// Listening schedule gate
//
// Decides whether music may play at a given wall-clock time based on the
// weekday and weekend windows in `ScheduleConfig`.

use chrono::{DateTime, Datelike, Local, NaiveTime, Timelike};

use crate::error::{Error, Result};
use crate::types::{DaySchedule, ScheduleConfig, TimeWindow};

/// Result of checking if listening is allowed
#[derive(Debug, Clone, PartialEq)]
pub enum AccessResult {
    Allowed,
    /// Denied with reason and the start of the next window today, if any
    Denied { reason: String, next_window: Option<String> },
}

impl AccessResult {
    pub fn is_allowed(&self) -> bool {
        matches!(self, AccessResult::Allowed)
    }
}

/// Schedule gate over a `ScheduleConfig`
#[derive(Debug, Clone)]
pub struct ScheduleGate {
    config: ScheduleConfig,
}

impl ScheduleGate {
    pub fn new(config: ScheduleConfig) -> Self {
        Self { config }
    }

    pub fn config(&self) -> &ScheduleConfig {
        &self.config
    }

    /// True if `now` falls inside any window for the day, boundaries inclusive.
    /// A disabled schedule always allows.
    pub fn is_within_schedule(&self, now: DateTime<Local>) -> bool {
        if !self.config.enabled {
            return true;
        }

        let time = truncate_to_minute(now);
        self.windows_for(now).values().any(|w| window_contains(w, time))
    }

    pub fn check_access(&self, now: DateTime<Local>) -> AccessResult {
        if self.is_within_schedule(now) {
            return AccessResult::Allowed;
        }

        let windows = self.windows_for(now);
        let next_window = find_next_window(truncate_to_minute(now), windows);
        let reason = format_denial_reason(windows);

        AccessResult::Denied { reason, next_window }
    }

    /// Minutes left in the window containing `now`, or None when outside every
    /// window or when the schedule is disabled.
    pub fn minutes_until_close(&self, now: DateTime<Local>) -> Option<i64> {
        if !self.config.enabled {
            return None;
        }

        let time = truncate_to_minute(now);
        self.windows_for(now)
            .values()
            .filter(|w| window_contains(w, time))
            .filter_map(|w| {
                let end = parse_time(&w.end).ok()?;
                let mut minutes = (end - time).num_minutes();
                if minutes < 0 {
                    // Overnight window, the end is tomorrow
                    minutes += 24 * 60;
                }
                Some(minutes)
            })
            .max()
    }

    /// Check if a warning should be shown, i.e. the current window closes within
    /// `warning_minutes`
    pub fn should_warn(&self, now: DateTime<Local>, warning_minutes: u32) -> bool {
        matches!(self.minutes_until_close(now), Some(m) if m <= warning_minutes as i64)
    }

    fn windows_for(&self, now: DateTime<Local>) -> &DaySchedule {
        if is_weekend(now) {
            &self.config.weekend
        } else {
            &self.config.weekday
        }
    }
}

/// Validate every window parses as HH:MM and is not empty. Windows whose end
/// precedes their start are accepted and span midnight.
pub fn validate_schedule(config: &ScheduleConfig) -> Result<()> {
    for (day, windows) in [("weekday", &config.weekday), ("weekend", &config.weekend)] {
        for (period, window) in windows {
            let start = parse_time(&window.start)?;
            let end = parse_time(&window.end)?;
            if start == end {
                return Err(Error::InvalidConfig(format!(
                    "{} window '{}' starts and ends at {}",
                    day, period, window.start
                )));
            }
        }
    }
    Ok(())
}

/// Monday..Friday are weekdays (0..=4); Saturday and Sunday are weekend.
fn is_weekend(now: DateTime<Local>) -> bool {
    now.weekday().num_days_from_monday() >= 5
}

fn window_contains(window: &TimeWindow, time: NaiveTime) -> bool {
    let (Ok(start), Ok(end)) = (parse_time(&window.start), parse_time(&window.end)) else {
        return false;
    };

    if start <= end {
        time >= start && time <= end
    } else {
        time >= start || time <= end
    }
}

fn find_next_window(time: NaiveTime, windows: &DaySchedule) -> Option<String> {
    windows
        .values()
        .filter_map(|w| parse_time(&w.start).ok())
        .filter(|start| *start > time)
        .min()
        .map(|t| format!("{:02}:{:02}", t.hour(), t.minute()))
}

fn format_denial_reason(windows: &DaySchedule) -> String {
    if windows.is_empty() {
        return "No listening windows configured for today".to_string();
    }

    let mut ranges: Vec<&TimeWindow> = windows.values().collect();
    ranges.sort_by(|a, b| a.start.cmp(&b.start));
    let ranges: Vec<String> = ranges.iter().map(|w| format!("{}-{}", w.start, w.end)).collect();
    format!("Music is only allowed during: {}", ranges.join(", "))
}

fn truncate_to_minute(now: DateTime<Local>) -> NaiveTime {
    NaiveTime::from_hms_opt(now.hour(), now.minute(), 0).unwrap_or_else(|| now.time())
}

/// Parse a time string in HH:MM format
pub fn parse_time(time_str: &str) -> Result<NaiveTime> {
    NaiveTime::parse_from_str(time_str, "%H:%M")
        .map_err(|_| Error::InvalidTime(time_str.to_string()))
}

#[cfg(test)]
mod tests {
    use std::collections::BTreeMap;

    use chrono::{NaiveDate, TimeZone};

    use super::*;

    fn make_day(ranges: &[(&str, &str, &str)]) -> DaySchedule {
        ranges
            .iter()
            .map(|(name, start, end)| (name.to_string(), TimeWindow::new(start, end)))
            .collect()
    }

    fn enabled_gate(weekday: DaySchedule, weekend: DaySchedule) -> ScheduleGate {
        ScheduleGate::new(ScheduleConfig { enabled: true, weekday, weekend })
    }

    // Monday, Jan 19, 2026
    fn monday_at(hour: u32, minute: u32) -> DateTime<Local> {
        let naive =
            NaiveDate::from_ymd_opt(2026, 1, 19).unwrap().and_hms_opt(hour, minute, 0).unwrap();
        Local.from_local_datetime(&naive).earliest().unwrap()
    }

    // Saturday, Jan 24, 2026
    fn saturday_at(hour: u32, minute: u32) -> DateTime<Local> {
        let naive =
            NaiveDate::from_ymd_opt(2026, 1, 24).unwrap().and_hms_opt(hour, minute, 0).unwrap();
        Local.from_local_datetime(&naive).earliest().unwrap()
    }

    #[test]
    fn test_parse_time() {
        assert!(parse_time("10:00").is_ok());
        assert!(parse_time("23:59").is_ok());
        assert!(parse_time("00:00").is_ok());
        assert!(parse_time("25:00").is_err());
        assert!(parse_time("invalid").is_err());
    }

    #[test]
    fn test_disabled_schedule_always_allows() {
        let gate = ScheduleGate::new(ScheduleConfig {
            enabled: false,
            weekday: BTreeMap::new(),
            weekend: BTreeMap::new(),
        });
        assert!(gate.is_within_schedule(monday_at(3, 0)));
        assert_eq!(gate.check_access(monday_at(3, 0)), AccessResult::Allowed);
    }

    #[test]
    fn test_window_boundaries_are_inclusive() {
        let gate = enabled_gate(make_day(&[("afternoon", "15:00", "18:00")]), BTreeMap::new());

        assert!(gate.is_within_schedule(monday_at(15, 0)));
        assert!(gate.is_within_schedule(monday_at(18, 0)));
        assert!(gate.is_within_schedule(monday_at(16, 30)));
        assert!(!gate.is_within_schedule(monday_at(14, 59)));
        assert!(!gate.is_within_schedule(monday_at(18, 1)));
    }

    #[test]
    fn test_weekend_uses_weekend_windows() {
        let gate = enabled_gate(
            make_day(&[("morning", "07:00", "08:00")]),
            make_day(&[("morning", "09:00", "12:00")]),
        );

        assert!(!gate.is_within_schedule(saturday_at(7, 30)));
        assert!(gate.is_within_schedule(saturday_at(10, 0)));
        assert!(gate.is_within_schedule(monday_at(7, 30)));
        assert!(!gate.is_within_schedule(monday_at(10, 0)));
    }

    #[test]
    fn test_overnight_window_spans_midnight() {
        let gate = enabled_gate(make_day(&[("night", "22:00", "01:00")]), BTreeMap::new());

        assert!(gate.is_within_schedule(monday_at(23, 30)));
        assert!(gate.is_within_schedule(monday_at(0, 30)));
        assert!(!gate.is_within_schedule(monday_at(12, 0)));
        assert_eq!(gate.minutes_until_close(monday_at(23, 0)), Some(120));
    }

    #[test]
    fn test_denied_reports_next_window() {
        let gate = enabled_gate(
            make_day(&[("morning", "07:00", "08:00"), ("afternoon", "15:00", "18:00")]),
            BTreeMap::new(),
        );

        match gate.check_access(monday_at(10, 0)) {
            AccessResult::Denied { reason, next_window } => {
                assert!(reason.contains("07:00-08:00"), "got: {}", reason);
                assert!(reason.contains("15:00-18:00"), "got: {}", reason);
                assert_eq!(next_window, Some("15:00".to_string()));
            }
            _ => panic!("Expected listening to be denied"),
        }

        match gate.check_access(monday_at(20, 0)) {
            AccessResult::Denied { next_window, .. } => assert_eq!(next_window, None),
            _ => panic!("Expected listening to be denied"),
        }
    }

    #[test]
    fn test_empty_day_denies_when_enabled() {
        let gate = enabled_gate(BTreeMap::new(), BTreeMap::new());

        match gate.check_access(monday_at(10, 0)) {
            AccessResult::Denied { reason, .. } => {
                assert!(reason.contains("No listening windows configured"));
            }
            _ => panic!("Expected listening to be denied with empty windows"),
        }
    }

    #[test]
    fn test_warning_before_window_end() {
        let gate = enabled_gate(make_day(&[("afternoon", "15:00", "19:00")]), BTreeMap::new());

        assert!(gate.should_warn(monday_at(18, 55), 5));
        assert!(gate.should_warn(monday_at(18, 58), 5));
        assert!(!gate.should_warn(monday_at(18, 54), 5));
        assert!(!gate.should_warn(monday_at(19, 1), 5));
    }

    #[test]
    fn test_validate_schedule() {
        let mut config = ScheduleConfig::default();
        assert!(validate_schedule(&config).is_ok());

        config.weekday.insert("broken".to_string(), TimeWindow::new("7am", "08:00"));
        assert!(matches!(validate_schedule(&config), Err(Error::InvalidTime(_))));

        config.weekday.insert("broken".to_string(), TimeWindow::new("08:00", "08:00"));
        assert!(matches!(validate_schedule(&config), Err(Error::InvalidConfig(_))));

        config.weekday.insert("broken".to_string(), TimeWindow::new("22:00", "01:00"));
        assert!(validate_schedule(&config).is_ok());
    }
}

## [Task prompt]
What lines in the entries above include the string "values"? Return each one.

## [Answer below]
        self.windows_for(now).values().any(|w| window_contains(w, time))
            .values()
        .values()
    let mut ranges: Vec<&TimeWindow> = windows.values().collect();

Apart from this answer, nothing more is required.